In this way, the No Surprises Act encapsulates the main toxic ingredients of the US health care recipe: complexity, costly administration, and ongoing funding wars. The bill authorizes $500 million to fund the arbitration and regulatory system. The Department of Health and Human Services estimates insurers will invest $5 billion to implement the act, and operating costs could average $1 billion annually.

Congress rejected two simple options: require all physicians to join the same insurance network as their hospitals, or require insurers to pay hospitals for all services and require hospitals to reimburse physicians for their services. Physician lobbying blocked both proposals, which would have forced caregivers to accept much lower network payments. Congress also rejected paying for out-of-network care at average prices set by Medicaid, Medicare or large private insurers, the model employed by Medicare Advantage for out-of-network care.

Caregivers remain free to impose higher prices on 30 million uninsured Americans because Congress has failed to cap the cost of medical care, such as Medicare or Medicaid.

U.S. insurers and employers believe that restricted networks and out-of-pocket costs will limit overall costs by reducing the amount of care and premiums paid. They don’t. Hospital admissions are 20% less and physician visits are 40% less than in the average high-income democracy in the US, but US health spending per capita is twice as high, due to higher prices, administrative costs, underserved rights, and caregiver shortages and fragmentation.

Emergency bills are private health insurance symptoms of chronic illness. Not surprisingly, legislation reflects the government’s preference for short-term and narrow thinking about large, ongoing and complex health care problems. While it may help people hit by sudden emergency bills, this act ignores others who are hurt long-term by out-of-pocket costs, narrow networks and high premium costs.

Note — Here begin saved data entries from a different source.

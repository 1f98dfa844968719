//! Event Store Errors

use crate::domain::DecodeError;

/// Errors that can occur in the event store
#[derive(Debug, thiserror::Error)]
pub enum EventStoreError {
    /// Optimistic concurrency conflict on append
    #[error("concurrency conflict on stream {stream_id}: expected revision {expected}, found {actual}")]
    ConcurrencyConflict {
        stream_id: String,
        expected: i64,
        actual: i64,
    },

    /// The stream does not exist
    #[error("stream not found: {0}")]
    StreamNotFound(String),

    /// Rehydration received an event out of version order
    #[error("version mismatch on stream {stream_id}: expected {expected}, got {actual}")]
    VersionMismatch {
        stream_id: String,
        expected: i64,
        actual: i64,
    },

    /// The subscription group has not been created
    #[error("subscription group not found: {0}")]
    SubscriptionGroupNotFound(String),

    /// Stored event could not be decoded
    #[error(transparent)]
    Decode(#[from] DecodeError),

    /// Database error
    #[error("database error: {0}")]
    Database(#[from] sqlx::Error),

    /// Serialization error
    #[error("serialization error: {0}")]
    Serialization(#[from] serde_json::Error),
}

impl EventStoreError {
    pub fn is_concurrency_conflict(&self) -> bool {
        matches!(self, EventStoreError::ConcurrencyConflict { .. })
    }
}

The No Surprises Act was not intended to improve insurance design, control costs, or encourage settlement agreements between payers and caregivers. As a result, the financial games will continue. Caregivers can still shell out high premiums, and insurers are inefficient but create disproportionately high out-of-pocket cost-sharing for Americans unlucky enough to need care. Lawyers, as always, will be busy.

By cutting gangrenous surprise bills, the No Surprises Act will help preserve business as usual — for now.

Mark Rodwin is Professor of Health Law and Policy at Suffolk University Law School in Boston. Alan Sager is Professor of Health Policy and Management at Boston University School of Public Health.